May 14, 2009, 5:36 pm CDT

Grew up without a father also

I was so moved by today's show. My father was an absent parent throughout my entire life and I do believe Dr. Phil when he says it has a tremendous negative impact on a young girl's life/development. I too made a bad choice to marry very very young. I was 16 when I met the man who was 8 years my senior. My Mother wanted to strangle me; I think she should have had the chance to watch Dr Phil's episode of May 14. Both my parents divorced when I was 7 years young. I'm single today, I have 2 wonderful teenage kids and I'm making the best life for them and myself.  I must say I was in deep therapy for approx. 5 years which has made me a better and stronger woman today!  Great show, Dr. Phil! Keep up the great work!

 
May 14, 2009, 5:40 pm CDT

Grow up!

Lauren needs to grow up! I have never seen such a whiny baby at that age. If you read between the lines, Lauren is prostituting herself because she is trying to use emotional manipulation to get her dad to give her money. She also uses her mom's death as an emotional manipulation device. Dr. Phil is so off base it's not even funny. If she were my daughter I would be pissed off too! I think that he was a dad in the same way that my husband is a dad, a provider, someone who plays with the kids sometimes, and Lauren's mom was like me and took point on raising the children. Lauren obviously expected her dad to fork over more money to compensate for her mom dying instead of turning to him iemotionaly n the way she would have turned to her mom.
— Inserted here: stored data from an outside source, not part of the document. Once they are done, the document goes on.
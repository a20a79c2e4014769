// src/error.rs

use std::backtrace::Backtrace;

use thiserror::Error;

fn in_target(kind: &str, target: &Option<String>, message: &str) -> String {
    match target {
        Some(module) => format!("{kind} in target '{module}':\n      {message}"),
        None => format!("{kind}: {message}"),
    }
}

/// The error taxonomy of the engine.
///
/// Every variant captures a backtrace at construction time so that the driver
/// can print the frames leading to the failing call, mirroring the exception
/// model this engine replaces with `Result` propagation.
#[derive(Error, Debug)]
pub enum Error {
    #[error("{}", in_target("TargetLoadError", .target, .message))]
    Load {
        target: Option<String>,
        message: String,
        trace: Box<Backtrace>,
    },

    #[error("{}", in_target("TargetConfigError", .target, .message))]
    Config {
        target: Option<String>,
        message: String,
        trace: Box<Backtrace>,
    },

    #[error("{}", in_target("TargetDependencyError", .target, .message))]
    Dependency {
        target: Option<String>,
        message: String,
        trace: Box<Backtrace>,
    },

    #[error("{}", in_target("TargetUncachedDependencyError", .target, .message))]
    UncachedDependency {
        target: Option<String>,
        message: String,
        trace: Box<Backtrace>,
    },

    #[error("{}", in_target("TargetBuildError", .target, .message))]
    Build {
        target: Option<String>,
        message: String,
        trace: Box<Backtrace>,
    },

    #[error("ProcessRunError: {message}")]
    ProcessRun {
        message: String,
        trace: Box<Backtrace>,
    },

    #[error("VarSubstitutionError: {message}")]
    VarSubstitution {
        message: String,
        trace: Box<Backtrace>,
    },

    #[error("I/O error: {message}")]
    Io {
        message: String,
        trace: Box<Backtrace>,
    },
}

pub type Result<T> = std::result::Result<T, Error>;

impl Error {
    pub fn load(target: Option<String>, message: impl Into<String>) -> Self {
        Self::Load {
            target,
            message: message.into(),
            trace: Box::new(Backtrace::capture()),
        }
    }

    pub fn config(target: Option<String>, message: impl Into<String>) -> Self {
        Self::Config {
            target,
            message: message.into(),
            trace: Box::new(Backtrace::capture()),
        }
    }

    pub fn dependency(target: Option<String>, message: impl Into<String>) -> Self {
        Self::Dependency {
            target,
            message: message.into(),
            trace: Box::new(Backtrace::capture()),
        }
    }

    pub fn uncached_dependency(target: Option<String>, message: impl Into<String>) -> Self {
        Self::UncachedDependency {
            target,
            message: message.into(),
            trace: Box::new(Backtrace::capture()),
        }
    }

    pub fn build(target: Option<String>, message: impl Into<String>) -> Self {
        Self::Build {
            target,
            message: message.into(),
            trace: Box::new(Backtrace::capture()),
        }
    }

    pub fn process_run(message: impl Into<String>) -> Self {
        Self::ProcessRun {
            message: message.into(),
            trace: Box::new(Backtrace::capture()),
        }
    }

    pub fn var_substitution(message: impl Into<String>) -> Self {
        Self::VarSubstitution {
            message: message.into(),
            trace: Box::new(Backtrace::capture()),
        }
    }

    /// The stable name of the error kind, as shown by the driver.
    pub fn kind_name(&self) -> &'static str {
        match self {
            Self::Load { .. } => "TargetLoadError",
            Self::Config { .. } => "TargetConfigError",
            Self::Dependency { .. } => "TargetDependencyError",
            Self::UncachedDependency { .. } => "TargetUncachedDependencyError",
            Self::Build { .. } => "TargetBuildError",
            Self::ProcessRun { .. } => "ProcessRunError",
            Self::VarSubstitution { .. } => "VarSubstitutionError",
            Self::Io { .. } => "IoError",
        }
    }

    /// The module of the target this error is attributed to, when known.
    pub fn target_module(&self) -> Option<&str> {
        match self {
            Self::Load { target, .. }
            | Self::Config { target, .. }
            | Self::Dependency { target, .. }
            | Self::UncachedDependency { target, .. }
            | Self::Build { target, .. } => target.as_deref(),
            _ => None,
        }
    }

    pub fn trace(&self) -> &Backtrace {
        match self {
            Self::Load { trace, .. }
            | Self::Config { trace, .. }
            | Self::Dependency { trace, .. }
            | Self::UncachedDependency { trace, .. }
            | Self::Build { trace, .. }
            | Self::ProcessRun { trace, .. }
            | Self::VarSubstitution { trace, .. }
            | Self::Io { trace, .. } => trace,
        }
    }

    /// The process exit code convention: 5 for uncached dependencies so that
    /// wrapper tooling can re-run with fetching enabled, 1 for everything else.
    pub fn exit_code(&self) -> i32 {
        match self {
            Self::UncachedDependency { .. } => 5,
            _ => 1,
        }
    }
}

impl From<std::io::Error> for Error {
    fn from(e: std::io::Error) -> Self {
        Self::Io {
            message: e.to_string(),
            trace: Box::new(Backtrace::capture()),
        }
    }
}

impl From<serde_yaml::Error> for Error {
    fn from(e: serde_yaml::Error) -> Self {
        Self::config(None, format!("YAML error: {e}"))
    }
}

impl From<serde_json::Error> for Error {
    fn from(e: serde_json::Error) -> Self {
        Self::config(None, format!("JSON error: {e}"))
    }
}

#[cfg(test)]
mod tests {
    use super::*;

    #[test]
    fn target_errors_mention_the_module() {
        let err = Error::load(Some("myproj.libfoo".to_string()), "target type not specified");
        let text = err.to_string();
        assert!(text.contains("TargetLoadError"));
        assert!(text.contains("myproj.libfoo"));
        assert_eq!(err.target_module(), Some("myproj.libfoo"));
    }

    #[test]
    fn uncached_dependency_exit_code_is_five() {
        let err = Error::uncached_dependency(None, "autoloading is disabled");
        assert_eq!(err.exit_code(), 5);
        assert_eq!(Error::process_run("x failed").exit_code(), 1);
    }
}
//! HTTP client for the origin being fronted.
//!
//! All network access goes through this module: install-time manifest
//! fetches, per-request cache-miss fetches, pass-through forwarding and
//! the background sync endpoints.

mod client;

pub use client::{FetchedResponse, UpstreamClient};
// Push notification payload construction

pub mod models;

pub use models::{Notification, NotificationAction, NotificationData};

use crate::config::NotifyConfig;

/// Build the notification for an incoming push message. The shape is
/// fixed; only the body varies with the push payload.
pub fn build_push_notification(payload: Option<String>, config: &NotifyConfig) -> Notification {
    Notification {
        title: config.title.clone(),
        body: payload.unwrap_or_else(|| config.default_body.clone()),
        icon: config.icon.clone(),
        badge: config.badge.clone(),
        vibrate: vec![200, 100, 200],
        data: NotificationData {
            url: config.target_url.clone(),
        },
        actions: vec![
            NotificationAction {
                action: "open".to_string(),
                title: config.open_title.clone(),
                icon: config.badge.clone(),
            },
            NotificationAction {
                action: "close".to_string(),
                title: config.close_title.clone(),
                icon: config.badge.clone(),
            },
        ],
    }
}

#[cfg(test)]
mod tests {
    use super::*;

    #[test]
    fn test_notification_shape() {
        let config = NotifyConfig::default();
        let notification = build_push_notification(None, &config);

        assert_eq!(notification.title, config.title);
        assert_eq!(notification.body, config.default_body);
        assert_eq!(notification.vibrate, vec![200, 100, 200]);
        assert_eq!(notification.data.url, "/");
        assert_eq!(notification.actions.len(), 2);
        assert_eq!(notification.actions[0].action, "open");
        assert_eq!(notification.actions[1].action, "close");
    }

    #[test]
    fn test_push_payload_overrides_body() {
        let config = NotifyConfig::default();
        let notification = build_push_notification(Some("New post published".to_string()), &config);
        assert_eq!(notification.body, "New post published");
    }
}
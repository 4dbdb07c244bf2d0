//! Cache tier lifecycle: install-time population and activation-time
//! reclamation of stale tiers.

pub mod activate;
pub mod install;

pub use activate::reclaim;
pub use install::populate;
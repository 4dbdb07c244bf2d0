// Control surface tests - message channel, sync triggers, push payloads

use axum::body::Body;
use axum::http::{Request, StatusCode};
use axum::Router;
use cachefront::config::{AppConfig, CacheConfig, UpstreamConfig};
use cachefront::gateway::CacheGateway;
use cachefront::server::{create_router, AppState};
use cachefront::store::{CacheStore, RequestIdentity, ResponseSnapshot};
use cachefront::upstream::UpstreamClient;
use serde_json::{json, Value};
use std::sync::Arc;
use tempfile::TempDir;
use tower::ServiceExt;

async fn app_fixture(origin: &str, store_dir: &std::path::Path) -> (Router, AppState) {
    let config = AppConfig {
        upstream: UpstreamConfig {
            origin: origin.to_string(),
            ..UpstreamConfig::default()
        },
        cache: CacheConfig {
            store_dir: store_dir.to_string_lossy().to_string(),
            ..CacheConfig::default()
        },
        ..AppConfig::default()
    };

    let store = Arc::new(CacheStore::open(store_dir).await.unwrap());
    let static_tier = Arc::new(store.open_tier(&config.cache.static_tier()).await.unwrap());
    let dynamic_tier = Arc::new(store.open_tier(&config.cache.dynamic_tier()).await.unwrap());
    let upstream = Arc::new(UpstreamClient::new(&config.upstream).unwrap());
    let gateway = Arc::new(CacheGateway::new(
        Arc::clone(&static_tier),
        Arc::clone(&dynamic_tier),
        Arc::clone(&upstream),
        config.cache.clone(),
    ));

    let state = AppState {
        config,
        gateway,
        store,
        static_tier,
        dynamic_tier,
        upstream,
    };
    (create_router(state.clone()).unwrap(), state)
}

fn post_json(uri: &str, body: Value) -> Request<Body> {
    Request::builder()
        .method("POST")
        .uri(uri)
        .header("content-type", "application/json")
        .body(Body::from(body.to_string()))
        .unwrap()
}

async fn body_json(response: axum::response::Response) -> Value {
    let bytes = axum::body::to_bytes(response.into_body(), usize::MAX)
        .await
        .unwrap();
    serde_json::from_slice(&bytes).unwrap()
}

#[tokio::test]
async fn test_get_version_replies_with_tier_version() {
    let dir = TempDir::new().unwrap();
    let (app, state) = app_fixture("http://127.0.0.1:1", dir.path()).await;

    let response = app
        .oneshot(post_json("/control/message", json!({"type": "GET_VERSION"})))
        .await
        .unwrap();

    assert_eq!(response.status(), StatusCode::OK);
    let body = body_json(response).await;
    assert_eq!(body["version"], state.config.cache.gateway_version());
    assert_eq!(body["version"], "portfolio-v1.0.0");
}

#[tokio::test]
async fn test_skip_waiting_reclaims_stale_tiers() {
    let dir = TempDir::new().unwrap();
    let (app, state) = app_fixture("http://127.0.0.1:1", dir.path()).await;

    state.store.open_tier("static-v0.9.0").await.unwrap();

    let response = app
        .oneshot(post_json("/control/message", json!({"type": "SKIP_WAITING"})))
        .await
        .unwrap();

    assert_eq!(response.status(), StatusCode::OK);
    assert_eq!(body_json(response).await["ok"], true);
    assert!(!state.store.tier_exists("static-v0.9.0").await);
}

#[tokio::test]
async fn test_unknown_message_type_is_rejected() {
    let dir = TempDir::new().unwrap();
    let (app, _state) = app_fixture("http://127.0.0.1:1", dir.path()).await;

    let response = app
        .oneshot(post_json("/control/message", json!({"type": "REFRESH"})))
        .await
        .unwrap();

    assert_eq!(response.status(), StatusCode::BAD_REQUEST);
}

#[tokio::test]
async fn test_push_builds_notification_payload() {
    let dir = TempDir::new().unwrap();
    let (app, state) = app_fixture("http://127.0.0.1:1", dir.path()).await;

    let response = app
        .oneshot(
            Request::builder()
                .method("POST")
                .uri("/control/push")
                .body(Body::from("New project online"))
                .unwrap(),
        )
        .await
        .unwrap();

    assert_eq!(response.status(), StatusCode::OK);
    let body = body_json(response).await;
    assert_eq!(body["title"], state.config.notify.title);
    assert_eq!(body["body"], "New project online");
    assert_eq!(body["vibrate"], json!([200, 100, 200]));
    assert_eq!(body["actions"][0]["action"], "open");
    assert_eq!(body["actions"][1]["action"], "close");
    assert_eq!(body["data"]["url"], "/");
}

#[tokio::test]
async fn test_notification_click_open_and_close() {
    let dir = TempDir::new().unwrap();
    let (app, _state) = app_fixture("http://127.0.0.1:1", dir.path()).await;

    let response = app
        .clone()
        .oneshot(post_json(
            "/control/notification-click",
            json!({"action": "open", "url": "/projects"}),
        ))
        .await
        .unwrap();
    assert_eq!(response.status(), StatusCode::OK);
    assert_eq!(body_json(response).await["open"], "/projects");

    let response = app
        .oneshot(post_json(
            "/control/notification-click",
            json!({"action": "close"}),
        ))
        .await
        .unwrap();
    assert_eq!(response.status(), StatusCode::NO_CONTENT);
}

#[tokio::test]
async fn test_contact_form_sync_replays_and_deletes() {
    let dir = TempDir::new().unwrap();
    let mut server = mockito::Server::new_async().await;
    let (app, state) = app_fixture(&server.url(), dir.path()).await;

    let contact = server
        .mock("POST", "/api/contact")
        .with_status(200)
        .expect(1)
        .create_async()
        .await;

    let identity = RequestIdentity::get(format!("{}/form-data", server.url()));
    state
        .dynamic_tier
        .put(
            &identity,
            &ResponseSnapshot::new(
                200,
                vec![("content-type".to_string(), "application/json".to_string())],
                br#"{"name":"Firas","message":"hello"}"#.to_vec(),
            ),
        )
        .await
        .unwrap();

    let response = app
        .oneshot(post_json("/control/sync", json!({"tag": "contact-form-sync"})))
        .await
        .unwrap();

    assert_eq!(response.status(), StatusCode::ACCEPTED);
    contact.assert_async().await;
    // The persisted submission is gone once the origin accepted it
    assert!(state
        .dynamic_tier
        .match_entry(&identity)
        .await
        .unwrap()
        .is_none());
}

#[tokio::test]
async fn test_sync_failures_are_swallowed() {
    let dir = TempDir::new().unwrap();
    // Dead origin: the replay itself cannot reach the network
    let (app, state) = app_fixture("http://127.0.0.1:1", dir.path()).await;

    let identity = RequestIdentity::get("http://127.0.0.1:1/form-data");
    state
        .dynamic_tier
        .put(
            &identity,
            &ResponseSnapshot::new(200, vec![], br#"{"name":"x"}"#.to_vec()),
        )
        .await
        .unwrap();

    let response = app
        .oneshot(post_json("/control/sync", json!({"tag": "contact-form-sync"})))
        .await
        .unwrap();

    // Acknowledged anyway, and the submission is kept for the next attempt
    assert_eq!(response.status(), StatusCode::ACCEPTED);
    assert!(state
        .dynamic_tier
        .match_entry(&identity)
        .await
        .unwrap()
        .is_some());
}

#[tokio::test]
async fn test_periodic_sync_polls_updates_endpoint() {
    let dir = TempDir::new().unwrap();
    let mut server = mockito::Server::new_async().await;
    let (app, _state) = app_fixture(&server.url(), dir.path()).await;

    let updates = server
        .mock("GET", "/api/updates")
        .with_status(200)
        .with_body(r#"{"posts":[]}"#)
        .expect(1)
        .create_async()
        .await;

    let response = app
        .oneshot(post_json("/control/periodic-sync", json!({"tag": "content-sync"})))
        .await
        .unwrap();

    assert_eq!(response.status(), StatusCode::ACCEPTED);
    updates.assert_async().await;
}

#[tokio::test]
async fn test_pass_through_keeps_caller_headers() {
    let dir = TempDir::new().unwrap();
    let mut server = mockito::Server::new_async().await;
    let (app, _state) = app_fixture(&server.url(), dir.path()).await;

    let contact = server
        .mock("POST", "/api/contact")
        .match_header("authorization", "Bearer tok")
        .with_status(200)
        .expect(1)
        .create_async()
        .await;

    let response = app
        .oneshot(
            Request::builder()
                .method("POST")
                .uri("/api/contact")
                .header("authorization", "Bearer tok")
                .header("content-type", "application/json")
                .body(Body::from(r#"{"name":"x"}"#))
                .unwrap(),
        )
        .await
        .unwrap();

    assert_eq!(response.status(), StatusCode::OK);
    contact.assert_async().await;
}

#[tokio::test]
async fn test_intercepted_route_serves_from_cache() {
    let dir = TempDir::new().unwrap();
    let (app, state) = app_fixture("http://127.0.0.1:1", dir.path()).await;

    let identity = RequestIdentity::get("http://127.0.0.1:1/index.html");
    state
        .static_tier
        .put(
            &identity,
            &ResponseSnapshot::new(
                200,
                vec![("content-type".to_string(), "text/html".to_string())],
                b"<html>cached</html>".to_vec(),
            ),
        )
        .await
        .unwrap();

    let response = app
        .oneshot(
            Request::builder()
                .method("GET")
                .uri("/index.html")
                .body(Body::empty())
                .unwrap(),
        )
        .await
        .unwrap();

    assert_eq!(response.status(), StatusCode::OK);
    let bytes = axum::body::to_bytes(response.into_body(), usize::MAX)
        .await
        .unwrap();
    assert_eq!(&bytes[..], b"<html>cached</html>");
}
This is her fault for not seeing him as anything more than a paycheck, not his fault. He would have loved to have filled the void left by Lauren's mom, Lauren refused to let him and just wanted money and when he couldn't give what she wanted, Lauren labeled him a bad dad. My heart breaks for Lauren's dad and if my children ever treated their dad this way if I died, I would come back and haunt them until they knocked it off!!! I have never been so irritated at a guest as I was with Lauren, not even octo-mom! Probably just because Dr. Phil seemed to be completely on Lauren's side and I think he missed it completely. AARRRGGGHHH!!